**Instructions for the task**. Examine the records and identify each line that includes the string "Option". Copy those lines.

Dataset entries
┌──

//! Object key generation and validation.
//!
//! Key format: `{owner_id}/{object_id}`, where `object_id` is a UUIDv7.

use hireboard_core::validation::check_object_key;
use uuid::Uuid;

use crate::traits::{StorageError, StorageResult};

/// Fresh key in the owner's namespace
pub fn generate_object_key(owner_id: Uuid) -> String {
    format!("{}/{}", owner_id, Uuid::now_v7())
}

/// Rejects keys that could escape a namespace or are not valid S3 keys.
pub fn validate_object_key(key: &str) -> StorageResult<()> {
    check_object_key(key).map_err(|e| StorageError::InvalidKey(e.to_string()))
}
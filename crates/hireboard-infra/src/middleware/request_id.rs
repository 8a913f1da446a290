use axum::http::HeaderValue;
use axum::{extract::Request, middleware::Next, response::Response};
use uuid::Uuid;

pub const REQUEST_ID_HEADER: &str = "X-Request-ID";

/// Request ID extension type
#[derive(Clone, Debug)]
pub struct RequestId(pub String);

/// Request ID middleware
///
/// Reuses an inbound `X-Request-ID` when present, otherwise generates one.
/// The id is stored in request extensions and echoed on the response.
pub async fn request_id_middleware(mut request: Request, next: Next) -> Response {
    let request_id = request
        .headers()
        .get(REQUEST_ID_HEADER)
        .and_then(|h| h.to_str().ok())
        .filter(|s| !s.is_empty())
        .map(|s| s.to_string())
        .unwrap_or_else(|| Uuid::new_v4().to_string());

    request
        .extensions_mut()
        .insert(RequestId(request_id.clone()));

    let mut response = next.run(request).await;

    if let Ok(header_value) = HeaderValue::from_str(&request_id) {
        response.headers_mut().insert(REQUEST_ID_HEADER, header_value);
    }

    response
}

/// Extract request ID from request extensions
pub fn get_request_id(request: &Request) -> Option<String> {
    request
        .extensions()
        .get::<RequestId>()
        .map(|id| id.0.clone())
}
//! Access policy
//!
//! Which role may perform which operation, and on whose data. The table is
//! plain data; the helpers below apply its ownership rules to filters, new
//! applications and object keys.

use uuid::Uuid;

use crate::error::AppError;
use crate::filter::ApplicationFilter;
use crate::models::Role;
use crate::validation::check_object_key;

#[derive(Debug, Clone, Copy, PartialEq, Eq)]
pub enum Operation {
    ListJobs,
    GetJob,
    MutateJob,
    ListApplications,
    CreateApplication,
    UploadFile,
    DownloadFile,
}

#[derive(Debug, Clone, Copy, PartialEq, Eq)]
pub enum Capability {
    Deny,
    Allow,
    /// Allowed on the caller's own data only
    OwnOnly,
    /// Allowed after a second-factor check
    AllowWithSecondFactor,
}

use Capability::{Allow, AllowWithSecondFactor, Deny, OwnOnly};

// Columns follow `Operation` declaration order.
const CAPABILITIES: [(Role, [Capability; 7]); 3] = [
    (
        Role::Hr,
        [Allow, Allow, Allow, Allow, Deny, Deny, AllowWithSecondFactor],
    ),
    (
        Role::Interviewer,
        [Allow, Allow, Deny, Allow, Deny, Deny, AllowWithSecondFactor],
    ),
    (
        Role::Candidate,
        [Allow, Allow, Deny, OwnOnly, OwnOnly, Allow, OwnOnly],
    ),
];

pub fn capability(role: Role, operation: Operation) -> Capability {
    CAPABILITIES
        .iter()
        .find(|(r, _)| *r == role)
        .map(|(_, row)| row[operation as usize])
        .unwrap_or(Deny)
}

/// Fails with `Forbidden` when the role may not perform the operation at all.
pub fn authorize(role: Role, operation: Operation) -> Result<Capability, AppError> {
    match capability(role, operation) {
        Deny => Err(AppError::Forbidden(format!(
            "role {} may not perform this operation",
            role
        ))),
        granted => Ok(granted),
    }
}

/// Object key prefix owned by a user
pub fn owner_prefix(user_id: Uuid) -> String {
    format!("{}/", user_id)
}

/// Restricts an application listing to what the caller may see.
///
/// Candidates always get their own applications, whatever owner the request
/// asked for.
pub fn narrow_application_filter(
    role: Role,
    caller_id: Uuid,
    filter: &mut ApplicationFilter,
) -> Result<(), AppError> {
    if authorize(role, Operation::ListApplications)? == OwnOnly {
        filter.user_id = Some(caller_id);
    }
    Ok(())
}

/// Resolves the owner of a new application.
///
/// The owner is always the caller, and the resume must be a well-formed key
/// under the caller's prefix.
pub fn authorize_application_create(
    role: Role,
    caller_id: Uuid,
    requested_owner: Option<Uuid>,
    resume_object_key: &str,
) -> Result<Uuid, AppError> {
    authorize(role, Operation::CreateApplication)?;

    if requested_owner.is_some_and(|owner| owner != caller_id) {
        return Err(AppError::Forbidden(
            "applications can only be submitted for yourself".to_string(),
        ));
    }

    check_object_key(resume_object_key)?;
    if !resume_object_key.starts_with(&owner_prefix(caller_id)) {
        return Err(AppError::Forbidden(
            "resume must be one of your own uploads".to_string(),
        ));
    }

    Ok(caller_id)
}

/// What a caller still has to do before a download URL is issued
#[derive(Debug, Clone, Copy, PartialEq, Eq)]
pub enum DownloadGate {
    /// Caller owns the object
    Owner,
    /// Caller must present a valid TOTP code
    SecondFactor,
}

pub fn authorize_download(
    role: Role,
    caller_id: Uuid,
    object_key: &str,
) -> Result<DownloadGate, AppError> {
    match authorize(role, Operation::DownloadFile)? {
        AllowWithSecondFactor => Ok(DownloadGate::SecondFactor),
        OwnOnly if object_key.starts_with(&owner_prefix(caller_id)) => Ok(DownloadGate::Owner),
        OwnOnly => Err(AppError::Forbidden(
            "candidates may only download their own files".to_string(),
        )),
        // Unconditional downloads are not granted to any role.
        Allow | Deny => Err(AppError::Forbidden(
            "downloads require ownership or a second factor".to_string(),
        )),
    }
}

└──

**Problem solution**.
pub fn get_request_id(request: &Request) -> Option<String> {
    requested_owner: Option<Uuid>,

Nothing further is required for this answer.